Empecemos por lo segundo.
Esta incongruencia prueba fehacientemente que, para empezar,
el hecho de que todo venga habitualmente
en dirección opuesta a la de un sujeto como yo, se debe únicamente a que son los
demás los que son unos kamikazes.
El significado que yo atribuyo al término diletante, con el que describo
habitualmente mi más íntima naturaleza, probablemente no coincidirá con el que
muchos, o todos, lo definen. Pero eso es así porque, como ya dije, no son más
que unos insensatos kamikazes.
El Diletante, así
en cursiva para que alcance su mejor expresión formal, es pura y simplemente el
producto de una inclinación universal,
y un poco obsesiva si queréis, por todo aquello que llama su atención dentro
del amplio catálogo de la creación humana.
Y esa inclinación es pura, en el más genuino sentido
kantiano, ya que cuando se siente atraído por ello suele ignorar voluntariamente
todo lo referente al asunto, no prestando atención más que a su atractivo
formal. O sea que no experimenta el más mínimo compromiso o interés por ello. En resumen, está
absolutamente desinteresado por su
significado.
Es más, a medida que se va involucrando en el asunto, nota
como su inclinación comienza a
enderezarse, a medida que la citada actividad empieza a demandarle solapadamente
un poco más de interés.
Podríamos colegir de todo ello que la medida del ángulo de
la inclinación, expresada en grados, determina
la cantidad de desinterés de cada
momento.
Ese proceso de desinterés
decreciente es muy productivo para el
diletante, ya que le permite cambiar
de inclinación con desahogo y
multiplicar el número y la variedad de sus actividades, elemento esencial de
esta noble actitud.
Claro que esta gratificante ocupación no goza, considerada
en su conjunto, de una gran reputación. Pero es que, para el diletante serio y comprometido con sus inclinaciones, la reputación debe ser
solo una deslumbrante chispa instantánea que, si tiene facultades, se iluminará
repetidas veces en su carrera. Tantas como distintas disciplinas logre desempeñar.

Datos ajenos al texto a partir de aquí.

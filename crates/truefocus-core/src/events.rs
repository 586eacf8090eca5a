use chrono::{DateTime, Utc};
use serde::{Deserialize, Serialize};

use crate::stats::Outcome;
use crate::timer::{Player, WarningLevel};

/// Every state change in the system produces an Event.
/// The renderer consumes events and formatted clock strings; it never
/// reaches into engine state directly.
#[derive(Debug, Clone, Serialize, Deserialize)]
#[serde(tag = "type", rename_all = "snake_case")]
pub enum Event {
    TimerActivated {
        player: Player,
        at: DateTime<Utc>,
    },
    TimerPaused {
        focus_remaining_secs: f64,
        at: DateTime<Utc>,
    },
    TimerResumed {
        focus_remaining_secs: f64,
        at: DateTime<Utc>,
    },
    TimerReset {
        at: DateTime<Utc>,
    },
    FocusDurationSet {
        secs: u32,
        at: DateTime<Utc>,
    },
    /// Focus countdown exhausted -- the slack clock outlasted it.
    FocusExhausted {
        winner: Player,
        slack_total_secs: f64,
        at: DateTime<Utc>,
    },
    /// A stats session was closed and handed to the store.
    SessionClosed {
        outcome: Outcome,
        total_slack_secs: u32,
        at: DateTime<Utc>,
    },
    StateSnapshot {
        active: Option<Player>,
        running: bool,
        focus_remaining_secs: f64,
        slack_elapsed_secs: f64,
        focus_display: String,
        slack_display: String,
        warning: WarningLevel,
        at: DateTime<Utc>,
    },
}
use clap::Subcommand;
use truefocus_core::{Config, CoreError};

#[derive(Subcommand)]
pub enum ConfigAction {
    /// Get a config value
    Get {
        /// Config key (e.g. "ui.theme", "timer.default_focus_secs")
        key: String,
    },
    /// Set a config value
    Set {
        /// Config key
        key: String,
        /// New value
        value: String,
    },
    /// List all config values
    List,
    /// Reset config to defaults
    Reset,
}

pub fn run(action: ConfigAction) -> Result<(), CoreError> {
    match action {
        ConfigAction::Get { key } => {
            let config = Config::load_or_default();
            match config.get(&key) {
                Some(value) => println!("{value}"),
                None => {
                    eprintln!("unknown key: {key}");
                    std::process::exit(1);
                }
            }
        }
        ConfigAction::Set { key, value } => {
            let mut config = Config::load_or_default();
            config.set(&key, &value)?;
            println!("ok");
        }
        ConfigAction::List => {
            let config = Config::load_or_default();
            let json = serde_json::to_string_pretty(&config)?;
            println!("{json}");
        }
        ConfigAction::Reset => {
            let config = Config::default();
            config.save().map_err(CoreError::from)?;
            println!("config reset to defaults");
        }
    }
    Ok(())
}
use chrono::{Local, NaiveDate};
use clap::Subcommand;
use truefocus_core::stats::{sessions_on, sessions_per_day, DayInsights, DaySummary};
use truefocus_core::storage::Database;
use truefocus_core::{CoreError, StatsTracker};

#[derive(Subcommand)]
pub enum StatsAction {
    /// Today's headline summary and insights
    Today,
    /// Summary for a specific date
    Day {
        /// Date in YYYY-MM-DD
        date: NaiveDate,
    },
    /// All recorded sessions with derived metrics
    Sessions,
    /// Session counts per day (activity calendar feed)
    Calendar,
}

pub fn run(action: StatsAction) -> Result<(), CoreError> {
    let tracker = StatsTracker::new(Database::open()?);
    let sessions = tracker.sessions_with_metrics();

    match action {
        StatsAction::Today => print_day(&sessions, Local::now().date_naive())?,
        StatsAction::Day { date } => print_day(&sessions, date)?,
        StatsAction::Sessions => {
            println!("{}", serde_json::to_string_pretty(&sessions)?);
        }
        StatsAction::Calendar => {
            let days = sessions_per_day(&sessions);
            println!("{}", serde_json::to_string_pretty(&days)?);
        }
    }
    Ok(())
}

fn print_day(
    sessions: &[truefocus_core::SessionWithMetrics],
    date: NaiveDate,
) -> Result<(), CoreError> {
    let day = sessions_on(sessions, date);
    let report = serde_json::json!({
        "date": date,
        "summary": DaySummary::for_sessions(&day),
        "insights": DayInsights::for_sessions(&day),
    });
    println!("{}", serde_json::to_string_pretty(&report)?);
    Ok(())
}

Los frecuentes calificativos de dandy, snob, pedante, frívolo, superficial o coqueto, con los que
suelen tratarle los tristes especialistas, lejos de representar una ofensa para
el diletante significarán el
reconocimiento del valor de sus performances y le proporcionará la indispensable
distancia irónica en la que es preciso instalarse, si se quiere llevar a cabo
con éxito este excitante quehacer.
No he conocido demasiados diletantes verdaderos, auténticos profesionales de la diletancia,
dejando aparte mi respetado amigo Magnolio. Me he tropezado a menudo, sí, con ese
oxímoron del diletante que es el
diletante–amateur. Pero este bricoleur de fin de semana nunca llegará a nada,
porque está demasiado interesado en serlo.
El desinterés,
tantas veces mencionado en esta cuartilla, no es cosa fácil de conseguir. La nefasta
tendencia invasora de la especialización, que asoló como un tsunami el
rompeolas del espíritu humanista original, provocando la resaca que aun hoy
padecemos, sigue golpeando obstinadamente; empujado actualmente por los
favorables vientos que soplan impulsados por “la tecnología al alcance de todos
los analfabetos”.
Para conseguir estar verdaderamente desinteresado es preciso ser inteligente. Perdón por la inmodestia. El desinterés
no es producto de la pereza, ni mucho menos. El diletante mantiene una actividad de observación incansable, porque
ese esa su principal cualidad.
El diletante no
acude a academias. Adquiere sus virtudes observando con agudeza y preguntando
con delicadeza. Fijándose el los detalles claves; para lo cual, el oficio le ha
ido dotando de un mecanismo de discriminación de gran finura, ya que con el
correcto descifrado de esas claves se ahorra mucho aprendizaje.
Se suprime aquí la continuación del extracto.